Book Review: Crystal, D., Internet Linguistics: A Student Guide
I approached this book as a teacher of novices, taking seriously David Crystal’s proposition that Internet Linguistics: A Student Guide is an introduction to a nascent field for someone with no subject-matter knowledge beyond raw experience and no language research expertise beyond simple thematic analysis. From that perspective, Crystal succeeds in building an easily grasped overview of the way in which the linguistic discipline might approach the Internet as a principled research enterprise.

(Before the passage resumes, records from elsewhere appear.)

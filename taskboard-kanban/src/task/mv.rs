//! MoveTask command

use crate::backend::BoardBackend;
use crate::context::BoardContext;
use crate::drag::{DragOrigin, DropCommit};
use crate::error::{BoardError, Result};
use crate::outcome::{input_of, logged};
use crate::types::{ColumnId, TaskId};
use serde::{Deserialize, Serialize};
use serde_json::Value;
use std::time::Instant;
use taskboard_operations::{async_trait, impl_operation, Execute, ExecutionResult};

/// Move a task to a position in a column without a gesture.
///
/// The store is updated first and the write follows, exactly like a drop;
/// a failed write is handled by the configured failure policy.
#[derive(Debug, Clone, Deserialize, Serialize)]
pub struct MoveTask {
    pub task_id: TaskId,
    pub column_id: ColumnId,
    /// Position in the destination column, clamped to its length
    #[serde(default)]
    pub index: usize,
}

impl_operation!(
    MoveTask,
    verb = "move",
    noun = "task",
    description = "Move a task to a different column or position"
);

impl MoveTask {
    pub fn new(task_id: impl Into<TaskId>, column_id: impl Into<ColumnId>, index: usize) -> Self {
        Self {
            task_id: task_id.into(),
            column_id: column_id.into(),
            index,
        }
    }

    /// Move to the end of `column_id`
    pub fn to_column(task_id: impl Into<TaskId>, column_id: impl Into<ColumnId>) -> Self {
        Self::new(task_id, column_id, usize::MAX)
    }
}

#[async_trait]
impl<B: BoardBackend> Execute<BoardContext<B>, BoardError> for MoveTask {
    async fn execute(&self, ctx: &BoardContext<B>) -> ExecutionResult<Value, BoardError> {
        let start = Instant::now();
        let input = input_of(self);

        let result: Result<Value> = async {
            let commit = {
                let mut store = ctx.store().write().await;
                let snapshot = store.snapshot();
                let (ci, from) =
                    snapshot
                        .locate_task(&self.task_id)
                        .ok_or_else(|| BoardError::TaskNotFound {
                            id: self.task_id.to_string(),
                        })?;
                let source = snapshot.columns()[ci].id().clone();

                let next = store.move_task_across_columns(
                    &self.task_id,
                    &source,
                    &self.column_id,
                    self.index,
                )?;
                let (_, index) = next
                    .locate_task(&self.task_id)
                    .ok_or_else(|| BoardError::TaskNotFound {
                        id: self.task_id.to_string(),
                    })?;
                let claim = store.claim_task(&self.task_id);

                DropCommit {
                    task_id: self.task_id.clone(),
                    column_id: self.column_id.clone(),
                    index,
                    origin: DragOrigin {
                        column_id: source,
                        index: from,
                    },
                    claim,
                }
            };

            ctx.reconciler().commit_move(&commit).await?;
            Ok(serde_json::to_value(&commit)?)
        }
        .await;

        logged(self, input, start, result)
    }
}

#[cfg(test)]
mod tests {
    use super::*;
    use crate::board::{CreateBoard, LoadBoard};
    use crate::config::{EngineConfig, MoveFailurePolicy};
    use crate::task::AddTask;
    use crate::test_support::{column_id, task_id, task_titles, RecordingBackend};

    async fn setup(policy: MoveFailurePolicy) -> BoardContext<RecordingBackend> {
        let config = EngineConfig::default().with_move_failure(policy);
        let ctx = BoardContext::new(RecordingBackend::new(), config);
        let created = CreateBoard::new("Launch", "alice")
            .execute(&ctx)
            .await
            .into_result()
            .unwrap();
        let board_id = created["board"]["id"].as_str().unwrap();
        LoadBoard::new(board_id)
            .execute(&ctx)
            .await
            .into_result()
            .unwrap();
        for title in ["a", "b"] {
            AddTask::new(title).execute(&ctx).await.into_result().unwrap();
        }
        ctx
    }

    #[tokio::test]
    async fn test_move_task_to_column_end() {
        let ctx = setup(MoveFailurePolicy::Restore).await;
        let snapshot = ctx.snapshot().await;
        let a = task_id(&snapshot, "a");
        let done = column_id(&snapshot, "Done");

        let value = MoveTask::to_column(a.clone(), done.clone())
            .execute(&ctx)
            .await
            .into_result()
            .unwrap();
        assert_eq!(value["index"], 0);
        assert_eq!(value["origin"]["index"], 0);

        let snapshot = ctx.snapshot().await;
        assert_eq!(task_titles(&snapshot, "To Do"), ["b"]);
        assert_eq!(task_titles(&snapshot, "Done"), ["a"]);

        let moves = ctx.backend().moves();
        assert_eq!(moves.len(), 1);
        assert_eq!(moves[0].task_id, a);
        assert_eq!(moves[0].column_id, done);
        assert_eq!(moves[0].order, 0);
    }

    #[tokio::test]
    async fn test_move_task_within_column() {
        let ctx = setup(MoveFailurePolicy::Restore).await;
        let snapshot = ctx.snapshot().await;
        let b = task_id(&snapshot, "b");
        let todo = column_id(&snapshot, "To Do");

        MoveTask::new(b, todo, 0)
            .execute(&ctx)
            .await
            .into_result()
            .unwrap();
        assert_eq!(task_titles(&*ctx.snapshot().await, "To Do"), ["b", "a"]);
    }

    #[tokio::test]
    async fn test_move_task_failure_restores() {
        let ctx = setup(MoveFailurePolicy::Restore).await;
        ctx.backend().fail_moves("connection reset");
        let snapshot = ctx.snapshot().await;
        let a = task_id(&snapshot, "a");
        let review = column_id(&snapshot, "Review");

        let result = MoveTask::new(a, review, 0).execute(&ctx).await;
        assert!(result.should_log());
        let err = result.into_result().unwrap_err();
        assert!(matches!(err, BoardError::WriteFailed { .. }));

        let snapshot = ctx.snapshot().await;
        assert_eq!(task_titles(&snapshot, "To Do"), ["a", "b"]);
        assert!(task_titles(&snapshot, "Review").is_empty());
        assert!(ctx.errors().current().is_some());
    }

    #[tokio::test]
    async fn test_move_unknown_task() {
        let ctx = setup(MoveFailurePolicy::Restore).await;
        let done = column_id(&*ctx.snapshot().await, "Done");
        let err = MoveTask::new("404", done, 0)
            .execute(&ctx)
            .await
            .into_result()
            .unwrap_err();
        assert!(matches!(err, BoardError::TaskNotFound { .. }));
        assert!(ctx.backend().moves().is_empty());
    }
}
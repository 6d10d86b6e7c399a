//! Integration tests for the gesture event loop

use std::sync::Arc;
use taskboard_kanban::{
    board::LoadBoard,
    test_support::{column_id, task_id, task_titles, BoardFixture, RecordingBackend},
    BoardContext, BoardSession, EngineConfig, Execute, GestureEvent, TaskId,
};
use tokio::sync::mpsc;
use tokio_util::sync::CancellationToken;

async fn loaded_session() -> (Arc<RecordingBackend>, BoardSession<RecordingBackend>) {
    let backend = Arc::new(RecordingBackend::new());
    let loaded = BoardFixture::new()
        .column("todo", &["a", "b", "c"])
        .column("done", &[])
        .seed(backend.as_ref())
        .await
        .unwrap();
    let ctx = BoardContext::with_backend(Arc::clone(&backend), EngineConfig::default());
    LoadBoard::new(loaded.board.id)
        .execute(&ctx)
        .await
        .into_result()
        .unwrap();
    (backend, BoardSession::new(ctx))
}

#[tokio::test]
async fn test_events_from_channel_drive_a_full_drag() {
    let (backend, mut session) = loaded_session().await;
    let snapshot = session.context().snapshot().await;
    let a = task_id(&snapshot, "a").to_string();
    let c = task_id(&snapshot, "c").to_string();
    let done = format!("column-{}", column_id(&snapshot, "done"));

    let (tx, rx) = mpsc::channel(16);
    let events = vec![
        GestureEvent::Start { active: a.clone() },
        GestureEvent::Over {
            active: a.clone(),
            over: Some(c.clone()),
        },
        GestureEvent::Over {
            active: a.clone(),
            over: Some(done.clone()),
        },
        GestureEvent::End {
            active: a.clone(),
            over: Some(done),
        },
    ];
    for event in events {
        tx.send(event).await.unwrap();
    }
    drop(tx);

    let pending = session.run(rx, CancellationToken::new()).await;
    assert_eq!(pending.len(), 1);
    for commit in pending {
        commit.wait().await.unwrap();
    }

    let snapshot = session.context().snapshot().await;
    assert_eq!(task_titles(&snapshot, "todo"), ["b", "c"]);
    assert_eq!(task_titles(&snapshot, "done"), ["a"]);
    assert_eq!(backend.moves().len(), 1);
    assert!(!session.drag().is_dragging());
}

#[tokio::test]
async fn test_events_decoded_from_json_lines() {
    let (backend, mut session) = loaded_session().await;
    let snapshot = session.context().snapshot().await;
    let a = task_id(&snapshot, "a");
    let b = task_id(&snapshot, "b");

    let script = format!(
        "{{\"event\":\"start\",\"active\":\"{b}\"}}\n\
         {{\"event\":\"over\",\"active\":\"{b}\",\"over\":\"{a}\"}}\n\
         {{\"event\":\"end\",\"active\":\"{b}\",\"over\":\"{a}\"}}\n"
    );
    for line in script.lines() {
        let event: GestureEvent = serde_json::from_str(line).unwrap();
        if let Some(pending) = session.handle(event).await {
            pending.wait().await.unwrap();
        }
    }

    assert_eq!(
        task_titles(&*session.context().snapshot().await, "todo"),
        ["b", "a", "c"]
    );
    let moves = backend.moves();
    assert_eq!(moves.len(), 1);
    assert_eq!(moves[0].task_id, b);
    assert_eq!(moves[0].order, 0);
}

#[tokio::test]
async fn test_active_task_is_observable() {
    let (_backend, mut session) = loaded_session().await;
    let snapshot = session.context().snapshot().await;
    let a = task_id(&snapshot, "a");
    let mut active = session.subscribe_active();

    session.on_drag_start(a.as_str()).await;
    active.changed().await.unwrap();
    assert_eq!(*active.borrow_and_update(), Some(a.clone()));

    session.on_drag_cancel(a.as_str()).await;
    active.changed().await.unwrap();
    assert_eq!(*active.borrow_and_update(), None::<TaskId>);
}

#[tokio::test]
async fn test_second_drag_ignored_while_first_is_active() {
    let (backend, mut session) = loaded_session().await;
    let snapshot = session.context().snapshot().await;
    let a = task_id(&snapshot, "a").to_string();
    let b = task_id(&snapshot, "b").to_string();
    let c = task_id(&snapshot, "c").to_string();

    session.on_drag_start(&a).await;
    session.on_drag_start(&b).await;
    session.on_drag_over(&b, Some(&c)).await;
    assert!(session.on_drag_end(&b, Some(&c)).await.is_none());
    assert_eq!(session.drag().active_task(), Some(TaskId::from_string(a)));
    assert_eq!(
        task_titles(&*session.context().snapshot().await, "todo"),
        ["a", "b", "c"]
    );
    assert!(backend.moves().is_empty());
}

#[tokio::test]
async fn test_cancelled_token_stops_loop_and_cancels_drag() {
    let (backend, mut session) = loaded_session().await;
    let snapshot = session.context().snapshot().await;
    let a = task_id(&snapshot, "a").to_string();
    let c = task_id(&snapshot, "c").to_string();

    session.on_drag_start(&a).await;
    session.on_drag_over(&a, Some(&c)).await;

    let (_tx, rx) = mpsc::channel::<GestureEvent>(4);
    let token = CancellationToken::new();
    token.cancel();
    let pending = session.run(rx, token).await;

    assert!(pending.is_empty());
    assert!(!session.drag().is_dragging());
    // The default policy puts the task back where the drag started.
    assert_eq!(
        task_titles(&*session.context().snapshot().await, "todo"),
        ["a", "b", "c"]
    );
    assert!(backend.moves().is_empty());
}
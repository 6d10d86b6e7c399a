//! Immutable snapshots of the board tree

use super::board::{Board, Column};
use super::ids::{ColumnId, TaskId};
use super::task::Task;
use serde::{Deserialize, Serialize};
use std::sync::Arc;

/// A column together with its ordered tasks
#[derive(Debug, Clone, PartialEq, Serialize, Deserialize)]
pub struct ColumnWithTasks {
    #[serde(flatten)]
    pub column: Column,
    #[serde(default)]
    pub tasks: Vec<Task>,
}

impl ColumnWithTasks {
    pub fn new(column: Column) -> Self {
        Self {
            column,
            tasks: Vec::new(),
        }
    }

    pub fn id(&self) -> &ColumnId {
        &self.column.id
    }

    /// Index of `task_id` in this column
    pub fn position_of(&self, task_id: &TaskId) -> Option<usize> {
        self.tasks.iter().position(|t| &t.id == task_id)
    }

    /// Set every task's `sort_order` to its index and its `column_id` to
    /// this column.
    pub(crate) fn renumber(&mut self) {
        let column_id = self.column.id.clone();
        for (index, task) in self.tasks.iter_mut().enumerate() {
            task.sort_order = index;
            if task.column_id != column_id {
                task.column_id = column_id.clone();
            }
        }
    }
}

/// Where a hover id points at
#[derive(Debug, Clone, PartialEq, Eq)]
pub enum HoverTarget {
    /// Over a task card: its column and its current index
    Task {
        task_id: TaskId,
        column_id: ColumnId,
        index: usize,
    },
    /// Directly over a column's drop zone
    Column { column_id: ColumnId },
}

impl HoverTarget {
    pub fn column_id(&self) -> &ColumnId {
        match self {
            Self::Task { column_id, .. } | Self::Column { column_id } => column_id,
        }
    }
}

/// One version of `{ board, columns: [{ ...column, tasks }] }`.
///
/// Snapshots are never mutated once published; the store builds a new one
/// per change, sharing untouched columns.
#[derive(Debug, Clone, Default, PartialEq, Serialize, Deserialize)]
pub struct BoardSnapshot {
    pub board: Option<Board>,
    pub columns: Vec<Arc<ColumnWithTasks>>,
}

impl BoardSnapshot {
    pub fn board(&self) -> Option<&Board> {
        self.board.as_ref()
    }

    pub fn columns(&self) -> &[Arc<ColumnWithTasks>] {
        &self.columns
    }

    pub fn column(&self, column_id: &ColumnId) -> Option<&ColumnWithTasks> {
        self.columns
            .iter()
            .find(|c| c.id() == column_id)
            .map(|c| c.as_ref())
    }

    pub fn column_index(&self, column_id: &ColumnId) -> Option<usize> {
        self.columns.iter().position(|c| c.id() == column_id)
    }

    /// `(column index, task index)` of a task
    pub fn locate_task(&self, task_id: &TaskId) -> Option<(usize, usize)> {
        self.columns.iter().enumerate().find_map(|(ci, column)| {
            column.position_of(task_id).map(|ti| (ci, ti))
        })
    }

    pub fn task(&self, task_id: &TaskId) -> Option<&Task> {
        self.locate_task(task_id)
            .map(|(ci, ti)| &self.columns[ci].tasks[ti])
    }

    /// Column currently holding `task_id`
    pub fn column_of(&self, task_id: &TaskId) -> Option<&ColumnId> {
        self.locate_task(task_id)
            .map(|(ci, _)| self.columns[ci].id())
    }

    pub fn task_count(&self) -> usize {
        self.columns.iter().map(|c| c.tasks.len()).sum()
    }

    /// Find the task whose id string equals `raw`
    pub fn find_task_by_raw(&self, raw: &str) -> Option<&Task> {
        self.columns
            .iter()
            .flat_map(|c| c.tasks.iter())
            .find(|t| t.id.as_str() == raw)
    }

    /// Resolve a hover id: first as a task id, then as a column drop zone
    /// tagged with `column_prefix`.
    pub fn resolve_hover(&self, raw: &str, column_prefix: &str) -> Option<HoverTarget> {
        for column in &self.columns {
            if let Some(index) = column.tasks.iter().position(|t| t.id.as_str() == raw) {
                return Some(HoverTarget::Task {
                    task_id: column.tasks[index].id.clone(),
                    column_id: column.id().clone(),
                    index,
                });
            }
        }

        let column_part = raw.strip_prefix(column_prefix)?;
        self.columns
            .iter()
            .find(|c| c.id().as_str() == column_part)
            .map(|c| HoverTarget::Column {
                column_id: c.id().clone(),
            })
    }
}

#[cfg(test)]
mod tests {
    use super::*;
    use crate::types::{BoardId, Priority, UserId};
    use chrono::Utc;

    fn column(id: &str, tasks: &[&str]) -> Arc<ColumnWithTasks> {
        let column_id = ColumnId::from_string(id);
        Arc::new(ColumnWithTasks {
            column: Column {
                id: column_id.clone(),
                board_id: BoardId::from_string("1"),
                title: id.to_uppercase(),
                sort_order: 0,
                owner: UserId::from_string("u"),
                created_at: Utc::now(),
            },
            tasks: tasks
                .iter()
                .enumerate()
                .map(|(i, t)| Task {
                    id: TaskId::from_string(*t),
                    column_id: column_id.clone(),
                    title: t.to_string(),
                    description: None,
                    assignee: None,
                    due_date: None,
                    priority: Priority::Medium,
                    sort_order: i,
                    created_at: Utc::now(),
                })
                .collect(),
        })
    }

    fn snapshot() -> BoardSnapshot {
        BoardSnapshot {
            board: None,
            columns: vec![column("todo", &["t1", "t2"]), column("doing", &[])],
        }
    }

    #[test]
    fn test_locate_task() {
        let snap = snapshot();
        assert_eq!(snap.locate_task(&TaskId::from_string("t2")), Some((0, 1)));
        assert_eq!(snap.locate_task(&TaskId::from_string("nope")), None);
        assert_eq!(snap.task_count(), 2);
    }

    #[test]
    fn test_resolve_hover_task_first() {
        let snap = snapshot();
        let target = snap.resolve_hover("t2", "column-").unwrap();
        assert_eq!(
            target,
            HoverTarget::Task {
                task_id: TaskId::from_string("t2"),
                column_id: ColumnId::from_string("todo"),
                index: 1,
            }
        );
    }

    #[test]
    fn test_resolve_hover_column_zone() {
        let snap = snapshot();
        let target = snap.resolve_hover("column-doing", "column-").unwrap();
        assert_eq!(target.column_id().as_str(), "doing");
    }

    #[test]
    fn test_resolve_hover_unknown() {
        let snap = snapshot();
        assert!(snap.resolve_hover("column-missing", "column-").is_none());
        assert!(snap.resolve_hover("doing", "column-").is_none());
    }
}
//! Operation processor for board commands

use crate::backend::BoardBackend;
use crate::context::BoardContext;
use crate::error::BoardError;
use taskboard_operations::{async_trait, Execute, Operation, OperationProcessor, Value};
use tracing::{debug, warn};

/// Runs board commands and takes care of their log entries.
///
/// A log entry is stamped with the actor, pushed onto the context's
/// activity log and handed to the backend's audit trail. Failed commands
/// are also published on the context's error state.
#[derive(Debug, Clone, Default)]
pub struct BoardOperationProcessor {
    actor: Option<String>,
}

impl BoardOperationProcessor {
    pub fn new() -> Self {
        Self::default()
    }

    /// Record `actor` on every log entry, overriding the configured one
    pub fn with_actor(mut self, actor: impl Into<String>) -> Self {
        self.actor = Some(actor.into());
        self
    }
}

#[async_trait]
impl<B: BoardBackend> OperationProcessor<BoardContext<B>, BoardError> for BoardOperationProcessor {
    async fn process<O>(&self, operation: &O, ctx: &BoardContext<B>) -> Result<Value, BoardError>
    where
        O: Execute<BoardContext<B>, BoardError> + Operation + Send + Sync,
    {
        let op = operation.op_string();
        debug!(op = %op, "processing operation");

        let (result, log_entry) = operation.execute(ctx).await.split();

        if let Some(mut entry) = log_entry {
            let actor = self.actor.clone().or_else(|| ctx.config().actor.clone());
            if let Some(actor) = actor {
                entry = entry.with_actor(actor);
            }
            if let Err(err) = ctx.backend().record_activity(&entry).await {
                warn!(op = %op, error = %err, "failed to record activity");
            }
            ctx.activity().push(entry).await;
        }

        if let Err(err) = &result {
            warn!(op = %op, kind = %err.kind(), error = %err, "operation failed");
            ctx.errors().record(err);
        }

        result
    }
}
//! Command dispatch and the context shared by every command

mod activity;
mod board;
mod column;
mod drag;
mod task;

use crate::cli::{Cli, Commands, OutputFormat};
use anyhow::{Context, Result};
use serde_json::Value;
use std::sync::Arc;
use taskboard_kanban::{
    backend::FileBackend, board::LoadBoard, BoardContext, BoardOperationProcessor,
    BoardSnapshot, EngineConfig, Execute, Operation, OperationProcessor,
};

/// Owner used when neither `--owner` nor an actor is given
const DEFAULT_OWNER: &str = "local";

/// Everything a command needs: the engine context over the data directory
/// and the global output settings
pub struct CliContext {
    pub board: BoardContext<FileBackend>,
    pub processor: BoardOperationProcessor,
    pub format: OutputFormat,
    pub quiet: bool,
}

impl CliContext {
    pub fn new(cli: &Cli) -> Result<Self> {
        let mut config =
            EngineConfig::load_from(cli.config.as_deref()).context("failed to load configuration")?;
        if let Some(data_dir) = &cli.data_dir {
            config = config.with_data_dir(data_dir);
        }
        if let Some(actor) = &cli.actor {
            config = config.with_actor(actor);
        }
        tracing::debug!(data_dir = %config.data_dir.display(), "using data directory");

        let backend = FileBackend::new(&config.data_dir);
        Ok(Self {
            board: BoardContext::new(backend, config),
            processor: BoardOperationProcessor::new(),
            format: cli.format,
            quiet: cli.quiet,
        })
    }

    /// `--owner`, else the configured actor, else [`DEFAULT_OWNER`]
    pub fn owner(&self, owner: Option<&str>) -> String {
        owner
            .map(str::to_string)
            .or_else(|| self.board.config().actor.clone())
            .unwrap_or_else(|| DEFAULT_OWNER.to_string())
    }

    /// Run an operation through the processor
    pub async fn process<O>(&self, operation: &O) -> Result<Value>
    where
        O: Execute<BoardContext<FileBackend>, taskboard_kanban::BoardError>
            + Operation
            + Send
            + Sync,
    {
        self.processor
            .process(operation, &self.board)
            .await
            .with_context(|| format!("{} failed", operation.op_string()))
    }

    /// Load `board_id` into the store
    pub async fn load(&self, board_id: &str) -> Result<Arc<BoardSnapshot>> {
        self.process(&LoadBoard::new(board_id)).await?;
        Ok(self.board.snapshot().await)
    }

    /// Print `value` as JSON, or run `table` for table output
    pub fn emit(&self, value: &Value, table: impl FnOnce()) -> Result<()> {
        if self.quiet {
            return Ok(());
        }
        match self.format {
            OutputFormat::Json => println!("{}", serde_json::to_string_pretty(value)?),
            OutputFormat::Table => table(),
        }
        Ok(())
    }
}

pub async fn run(cli: Cli) -> Result<()> {
    let ctx = CliContext::new(&cli)?;

    match cli.command {
        Commands::Board { subcommand } => board::execute(&ctx, subcommand).await,
        Commands::Column { subcommand } => column::execute(&ctx, subcommand).await,
        Commands::Task { subcommand } => task::execute(&ctx, subcommand).await,
        Commands::Drag { board, file } => drag::execute(&ctx, &board, file.as_deref()).await,
        Commands::Activity { limit } => activity::execute(&ctx, limit).await,
    }
}
//! BoardContext - the explicit state handle every command works against
//!
//! The context bundles access to the backend, the shared store, the
//! user-visible error state and the activity log. It carries no business
//! logic; operations and the drag session do the work.

use crate::backend::BoardBackend;
use crate::config::EngineConfig;
use crate::error::{BoardError, ErrorKind};
use crate::reconcile::Reconciler;
use crate::store::BoardStore;
use crate::types::BoardSnapshot;
use chrono::{DateTime, Utc};
use serde::{Deserialize, Serialize};
use std::collections::VecDeque;
use std::sync::Arc;
use taskboard_operations::LogEntry;
use tokio::sync::{watch, RwLock};

/// Store handle shared by the session, the reconciler and operations
pub type SharedStore = Arc<RwLock<BoardStore>>;

/// A user-visible error message
#[derive(Debug, Clone, PartialEq, Serialize, Deserialize)]
pub struct ErrorNotice {
    pub kind: ErrorKind,
    pub message: String,
    pub at: DateTime<Utc>,
}

impl From<&BoardError> for ErrorNotice {
    fn from(error: &BoardError) -> Self {
        Self {
            kind: error.kind(),
            message: error.to_string(),
            at: Utc::now(),
        }
    }
}

/// Latest error, observable by any number of subscribers
#[derive(Debug, Clone)]
pub struct ErrorState {
    tx: Arc<watch::Sender<Option<ErrorNotice>>>,
}

impl ErrorState {
    pub fn new() -> Self {
        let (tx, _rx) = watch::channel(None);
        Self { tx: Arc::new(tx) }
    }

    /// Publish `error` as the current notice
    pub fn record(&self, error: &BoardError) {
        self.tx.send_replace(Some(ErrorNotice::from(error)));
    }

    /// The current notice, if any
    pub fn current(&self) -> Option<ErrorNotice> {
        self.tx.borrow().clone()
    }

    /// Dismiss the current notice
    pub fn clear(&self) {
        self.tx.send_replace(None);
    }

    pub fn subscribe(&self) -> watch::Receiver<Option<ErrorNotice>> {
        self.tx.subscribe()
    }
}

impl Default for ErrorState {
    fn default() -> Self {
        Self::new()
    }
}

/// Bounded in-memory activity log, newest first
#[derive(Debug, Clone)]
pub struct ActivityLog {
    entries: Arc<RwLock<VecDeque<LogEntry>>>,
    limit: usize,
}

impl ActivityLog {
    pub fn new(limit: usize) -> Self {
        Self {
            entries: Arc::new(RwLock::new(VecDeque::new())),
            limit: limit.max(1),
        }
    }

    pub async fn push(&self, entry: LogEntry) {
        let mut entries = self.entries.write().await;
        entries.push_front(entry);
        entries.truncate(self.limit);
    }

    /// Entries newest first, at most `limit` of them
    pub async fn recent(&self, limit: Option<usize>) -> Vec<LogEntry> {
        let entries = self.entries.read().await;
        let take = limit.unwrap_or(entries.len());
        entries.iter().take(take).cloned().collect()
    }

    pub async fn len(&self) -> usize {
        self.entries.read().await.len()
    }

    pub async fn is_empty(&self) -> bool {
        self.entries.read().await.is_empty()
    }
}

/// Context passed to every command - provides access, not logic
pub struct BoardContext<B> {
    backend: Arc<B>,
    store: SharedStore,
    errors: ErrorState,
    activity: ActivityLog,
    config: Arc<EngineConfig>,
}

impl<B> Clone for BoardContext<B> {
    fn clone(&self) -> Self {
        Self {
            backend: Arc::clone(&self.backend),
            store: Arc::clone(&self.store),
            errors: self.errors.clone(),
            activity: self.activity.clone(),
            config: Arc::clone(&self.config),
        }
    }
}

impl<B: BoardBackend> BoardContext<B> {
    /// Create a context owning `backend`, with an empty store
    pub fn new(backend: B, config: EngineConfig) -> Self {
        Self::with_backend(Arc::new(backend), config)
    }

    /// Create a context around a backend that is shared elsewhere
    pub fn with_backend(backend: Arc<B>, config: EngineConfig) -> Self {
        let activity = ActivityLog::new(config.activity_limit);
        Self {
            backend,
            store: Arc::new(RwLock::new(BoardStore::new())),
            errors: ErrorState::new(),
            activity,
            config: Arc::new(config),
        }
    }

    pub fn backend(&self) -> &Arc<B> {
        &self.backend
    }

    pub fn store(&self) -> &SharedStore {
        &self.store
    }

    pub fn errors(&self) -> &ErrorState {
        &self.errors
    }

    pub fn activity(&self) -> &ActivityLog {
        &self.activity
    }

    pub fn config(&self) -> &EngineConfig {
        &self.config
    }

    /// Current snapshot of the board tree
    pub async fn snapshot(&self) -> Arc<BoardSnapshot> {
        self.store.read().await.snapshot()
    }

    /// Reconciler bound to this context's backend, store and error state
    pub fn reconciler(&self) -> Reconciler<B> {
        Reconciler::new(
            Arc::clone(&self.backend),
            Arc::clone(&self.store),
            self.errors.clone(),
            self.config.on_move_failure,
        )
    }
}
//! Log entry types for operation tracking

use chrono::{DateTime, Utc};
use serde::{Deserialize, Serialize};
use serde_json::Value;

/// A log entry recording an operation execution
#[derive(Debug, Clone, Serialize, Deserialize)]
pub struct LogEntry {
    /// Unique ID for this log entry (ULID format)
    pub id: String,

    /// When the operation occurred
    pub timestamp: DateTime<Utc>,

    /// Canonical op string (e.g., "add task", "move task")
    pub op: String,

    /// The normalized input parameters (as JSON)
    pub input: Value,

    /// The result value or error (as JSON)
    pub output: Value,

    /// Who performed the operation (optional)
    #[serde(skip_serializing_if = "Option::is_none")]
    pub actor: Option<String>,

    /// How long the operation took (milliseconds)
    pub duration_ms: u64,
}

impl LogEntry {
    /// Create a new log entry
    pub fn new(
        op: impl Into<String>,
        input: Value,
        output: Value,
        actor: Option<String>,
        duration_ms: u64,
    ) -> Self {
        Self {
            id: ulid::Ulid::new().to_string(),
            timestamp: Utc::now(),
            op: op.into(),
            input,
            output,
            actor,
            duration_ms,
        }
    }

    /// Set the actor
    pub fn with_actor(mut self, actor: impl Into<String>) -> Self {
        self.actor = Some(actor.into());
        self
    }

    /// Error message recorded in the output of a failed operation
    pub fn error_message(&self) -> Option<&str> {
        self.output.get("error").and_then(Value::as_str)
    }
}
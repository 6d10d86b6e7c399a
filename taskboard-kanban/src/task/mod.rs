//! Task commands

mod add;
mod mv;

pub use add::AddTask;
pub use mv::MoveTask;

Generalist overviews of fields of research always encounter debates over disciplinary roots, inclusion and exclusion of fields, fairness of coverage, polemics within the field, and
incursions from and into other fields. Introductory textbooks are perhaps even more difficult, combining the problems of a generalist overview with finding the appropriate level of detail and justifying claims about what is central, medial, and peripheral. Crystal, to his credit, treats untangling some of this complexity as his primary problem to solve for the novice student of linguistics and allied language-oriented disciplines. He does so by focusing on how the broad issues of characterisation and methodology of the linguistic discipline (p.ix) have been or could be applied to Internet linguistic phenomena. Used in a class with supplementary materials of original sources to fill out details, I believe teachers and novices alike would find this a useful index to many basic Internet phenomena as well as the overall thorny question of how to define and demonstrate the value of an academic discipline.